# Problem to solve
From the entries below, copy exactly the lines from the one that contains "to 15 bytes." through the one that contains "for sig in 1..=libc::SIGRTMAX()", both included, and only those.

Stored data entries
use crate::error::{TaskError, TaskResult};
use nix::errno::Errno;
use std::ffi::CString;

/// Arrange for `signal` to be delivered when the parent exits; 0 clears
/// the arrangement (the init clears it right before exec so the user
/// command does not inherit it).
pub fn set_die_on_parent_exit(signal: i32) -> TaskResult<()> {
    let ret = unsafe { libc::prctl(libc::PR_SET_PDEATHSIG, signal as libc::c_ulong, 0, 0, 0) };
    if ret < 0 {
        return Err(TaskError::os(Errno::last(), "prctl(PR_SET_PDEATHSIG)"));
    }
    Ok(())
}

/// Set the name shown for this process in ps/comm. Truncated by the
/// kernel to 15 bytes.
pub fn set_process_name(name: &str) {
    if let Ok(name) = CString::new(name) {
        unsafe {
            libc::prctl(libc::PR_SET_NAME, name.as_ptr() as libc::c_ulong, 0, 0, 0);
        }
    }
}

/// Become a subreaper so the init reparents to us once the intermediate
/// exits. Used by the driver binary; the daemon's master fills this role
/// in production.
pub fn set_child_subreaper() -> TaskResult<()> {
    let ret = unsafe { libc::prctl(libc::PR_SET_CHILD_SUBREAPER, 1, 0, 0, 0) };
    if ret < 0 {
        return Err(TaskError::os(Errno::last(), "prctl(PR_SET_CHILD_SUBREAPER)"));
    }
    Ok(())
}

/// Put every catchable signal back to its default disposition and clear
/// the signal mask. Runs in the init after the sync-pipe read, so the
/// user command starts from a clean slate.
pub fn reset_all_signal_handlers() {
    for sig in 1..=libc::SIGRTMAX() {
        if sig == libc::SIGKILL || sig == libc::SIGSTOP {
            continue;
        }
        unsafe {
            libc::signal(sig, libc::SIG_DFL);
        }
    }

    let empty = nix::sys::signal::SigSet::empty();
    let _ = nix::sys::signal::sigprocmask(
        nix::sys::signal::SigmaskHow::SIG_SETMASK,
        Some(&empty),
        None,
    );
}

pub fn gettid() -> i32 {
    unsafe { libc::syscall(libc::SYS_gettid) as i32 }
}

#[cfg(test)]
mod tests {
    use super::*;

    #[test]
    fn test_gettid_nonzero() {
        assert!(gettid() > 0);
    }

    #[test]
    fn test_set_die_on_parent_exit() {
        set_die_on_parent_exit(libc::SIGTERM).expect("set pdeathsig");
        set_die_on_parent_exit(0).expect("clear pdeathsig");
    }
}
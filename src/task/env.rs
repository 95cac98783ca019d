use crate::cgroup::LeafCgroups;
use crate::cred::Cred;
use crate::error::{ErrorKind, TaskError, TaskResult};
use crate::mount::resolve_bind_dest;
use crate::net::{GwVec, IpVec, NetCfg};
use crate::ns::{NamespaceFd, NamespaceSnapshot};
use log::trace;
use nix::unistd::chown;
use std::collections::BTreeMap;
use std::path::{Path, PathBuf};

/// One entry of the bind map: a host path made visible inside the
/// container view.
#[derive(Debug, Clone, Default)]
pub struct BindMap {
    pub source: PathBuf,
    /// Absolute inside the container view, or relative to the working
    /// directory.
    pub dest: PathBuf,
    pub rdonly: bool,
}

/// Everything the launch engine needs to know about one container,
/// immutable once prepared. The caller fills the fields from its own
/// configuration; `prepare` resolves credentials and validates what can
/// be validated before any process is spawned.
#[derive(Debug, Default)]
pub struct TaskEnv {
    /// Command line, shell-word expanded without command substitution.
    pub command: String,
    /// Working directory inside the container view.
    pub cwd: PathBuf,
    /// Create `cwd` as a private scratch directory owned by the task.
    pub create_cwd: bool,
    /// Rootfs directory on the host; "/" shares the host filesystem.
    pub root: PathBuf,
    pub root_rdonly: bool,
    pub user: String,
    pub group: String,
    /// Ordered key=value list, preserved verbatim into the execve
    /// environment.
    pub environ: Vec<String>,
    /// Fresh pid and ipc namespaces.
    pub isolate: bool,
    pub stdin_path: PathBuf,
    pub stdout_path: PathBuf,
    pub stderr_path: PathBuf,
    /// Namespaces to enter before the init is cloned.
    pub parent_ns: NamespaceSnapshot,
    /// The originating client's mount namespace, entered first so host
    /// path arguments resolve the way the client sees them.
    pub client_mnt_ns: NamespaceFd,
    /// Resource id to (soft, hard) pairs.
    pub rlimit: BTreeMap<i32, (u64, u64)>,
    /// Non-empty means a fresh UTS namespace with this name.
    pub hostname: String,
    /// Bind /etc/hosts and /etc/resolv.conf from the host.
    pub bind_dns: bool,
    pub bind_map: Vec<BindMap>,
    pub net_cfg: NetCfg,
    /// ext4 image backing the rootfs through a loop device.
    pub loop_image: Option<PathBuf>,
    pub loop_dev: i32,
    /// Capability bitmask kept in the inheritable and bounding sets.
    pub caps: u64,
    pub gw_vec: Vec<GwVec>,
    pub ip_vec: Vec<IpVec>,
    pub new_mount_ns: bool,
    pub leaf_cgroups: LeafCgroups,
    /// Resolved by `prepare`.
    pub cred: Cred,
}

impl TaskEnv {
    /// The container shares the host filesystem; rootfs construction and
    /// hostname changes are suppressed.
    pub fn root_is_host(&self) -> bool {
        self.root == Path::new("/")
    }

    /// Resolve the credential and reject invalid bind destinations. A
    /// task with an empty command has nothing to prepare.
    pub fn prepare(&mut self) -> TaskResult<()> {
        if self.command.is_empty() {
            return Ok(());
        }

        if !self.user.is_empty() {
            self.cred = Cred::resolve(&self.user, &self.group)?;
        }

        /* Bind destinations are checked against the real filesystem here
         * so an escaping bind fails the launch before any namespace is
         * created. Loop-backed roots do not exist yet and are checked
         * again by the init once mounted. */
        if self.loop_image.is_none() {
            for bind in &self.bind_map {
                resolve_bind_dest(&self.root, &self.cwd, bind)?;
            }
        }

        Ok(())
    }

    pub fn env_has_key(&self, key: &str) -> bool {
        self.environ
            .iter()
            .any(|entry| entry.split_once('=').map_or(entry.as_str(), |(k, _)| k) == key)
    }

    /// POSIX word splitting of the command line. Quoting is honored,
    /// command substitution is not available.
    pub fn split_command(&self) -> TaskResult<Vec<String>> {
        let words = shell_words::split(&self.command)
            .map_err(|e| TaskError::invalid(format!("invalid command line: {}", e)))?;
        if words.is_empty() {
            return Err(TaskError::invalid("empty command"));
        }
        Ok(words)
    }
}

/// Working directory created for the task. Directories under the
/// configured scratch prefix are temporary and removed on drop; anything
/// else is left in place.
#[derive(Debug)]
pub struct ScratchDir {
    path: PathBuf,
    cleanup: bool,
}

impl ScratchDir {
    pub fn create(path: &Path, tmp_dir: &Path, cred: &Cred) -> TaskResult<ScratchDir> {
        let cleanup = path.starts_with(tmp_dir);

        if !path.exists() {
            std::fs::create_dir_all(path).map_err(|e| {
                let errno = nix::errno::Errno::from_raw(e.raw_os_error().unwrap_or(0));
                let kind = if errno == nix::errno::Errno::ENOSPC {
                    ErrorKind::NoSpace
                } else {
                    ErrorKind::Unknown
                };
                TaskError::new(kind, errno as i32, format!("mkdir({})", path.display()))
            })?;

            chown(path, Some(cred.uid), Some(cred.gid))
                .map_err(|e| TaskError::os(e, format!("chown({})", path.display())))?;
        }

        Ok(ScratchDir {
            path: path.to_path_buf(),
            cleanup,
        })
    }

    pub fn path(&self) -> &Path {
        &self.path
    }
}

impl Drop for ScratchDir {
    fn drop(&mut self) {
        if self.cleanup {
            trace!("Removing scratch cwd {}", self.path.display());
            let _ = std::fs::remove_dir_all(&self.path);
        }
    }
}

#[cfg(test)]
mod tests {
    use super::*;

    #[test]
    fn test_env_has_key() {
        let env = TaskEnv {
            environ: vec![
                "PATH=/bin:/usr/bin".to_string(),
                "TERM".to_string(),
                "HOME=/root".to_string(),
            ],
            ..TaskEnv::default()
        };
        assert!(env.env_has_key("PATH"));
        assert!(env.env_has_key("TERM"));
        assert!(env.env_has_key("HOME"));
        assert!(!env.env_has_key("SHELL"));
        assert!(!env.env_has_key("PAT"));
    }

    #[test]
    fn test_split_command() {
        let env = TaskEnv {
            command: "/bin/sh -c 'echo hello world'".to_string(),
            ..TaskEnv::default()
        };
        assert_eq!(
            env.split_command().expect("split"),
            vec!["/bin/sh", "-c", "echo hello world"]
        );
    }

    #[test]
    fn test_split_command_rejects_empty() {
        let env = TaskEnv::default();
        assert_eq!(
            env.split_command().expect_err("empty").kind,
            ErrorKind::InvalidValue
        );
    }

    #[test]
    fn test_split_command_rejects_unbalanced_quote() {
        let env = TaskEnv {
            command: "/bin/echo 'unterminated".to_string(),
            ..TaskEnv::default()
        };
        assert!(env.split_command().is_err());
    }

    #[test]
    fn test_prepare_empty_command_is_noop() {
        let mut env = TaskEnv {
            user: "no-such-user-42".to_string(),
            ..TaskEnv::default()
        };
        /* No command, nothing resolved, no error. */
        env.prepare().expect("noop");
    }

    #[test]
    fn test_prepare_rejects_escaping_bind() {
        let root = tempfile::tempdir().expect("tempdir");
        let mut env = TaskEnv {
            command: "/bin/true".to_string(),
            root: root.path().to_path_buf(),
            cwd: PathBuf::from("/"),
            bind_map: vec![BindMap {
                source: PathBuf::from("/etc"),
                dest: PathBuf::from("../../../etc"),
                rdonly: true,
            }],
            ..TaskEnv::default()
        };
        let err = env.prepare().expect_err("escape");
        assert_eq!(err.kind, ErrorKind::InvalidValue);
    }

    #[test]
    fn test_scratch_dir_cleanup_under_prefix() {
        let base = tempfile::tempdir().expect("tempdir");
        let target = base.path().join("task-cwd");

        let cred = Cred {
            uid: nix::unistd::getuid(),
            gid: nix::unistd::getgid(),
            groups: vec![],
        };

        {
            let scratch =
                ScratchDir::create(&target, base.path(), &cred).expect("create scratch");
            assert!(scratch.path().is_dir());
        }
        assert!(!target.exists());
    }

    #[test]
    fn test_scratch_dir_kept_outside_prefix() {
        let base = tempfile::tempdir().expect("tempdir");
        let target = base.path().join("task-cwd");

        let cred = Cred {
            uid: nix::unistd::getuid(),
            gid: nix::unistd::getgid(),
            groups: vec![],
        };

        {
            let _scratch = ScratchDir::create(&target, Path::new("/nonexistent-prefix"), &cred)
                .expect("create scratch");
        }
        assert!(target.exists());
    }
}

# Answer box
/// kernel to 15 bytes.
pub fn set_process_name(name: &str) {
    if let Ok(name) = CString::new(name) {
        unsafe {
            libc::prctl(libc::PR_SET_NAME, name.as_ptr() as libc::c_ulong, 0, 0, 0);
        }
    }
}

/// Become a subreaper so the init reparents to us once the intermediate
/// exits. Used by the driver binary; the daemon's master fills this role
/// in production.
pub fn set_child_subreaper() -> TaskResult<()> {
    let ret = unsafe { libc::prctl(libc::PR_SET_CHILD_SUBREAPER, 1, 0, 0, 0) };
    if ret < 0 {
        return Err(TaskError::os(Errno::last(), "prctl(PR_SET_CHILD_SUBREAPER)"));
    }
    Ok(())
}

/// Put every catchable signal back to its default disposition and clear
/// the signal mask. Runs in the init after the sync-pipe read, so the
/// user command starts from a clean slate.
pub fn reset_all_signal_handlers() {
    for sig in 1..=libc::SIGRTMAX() {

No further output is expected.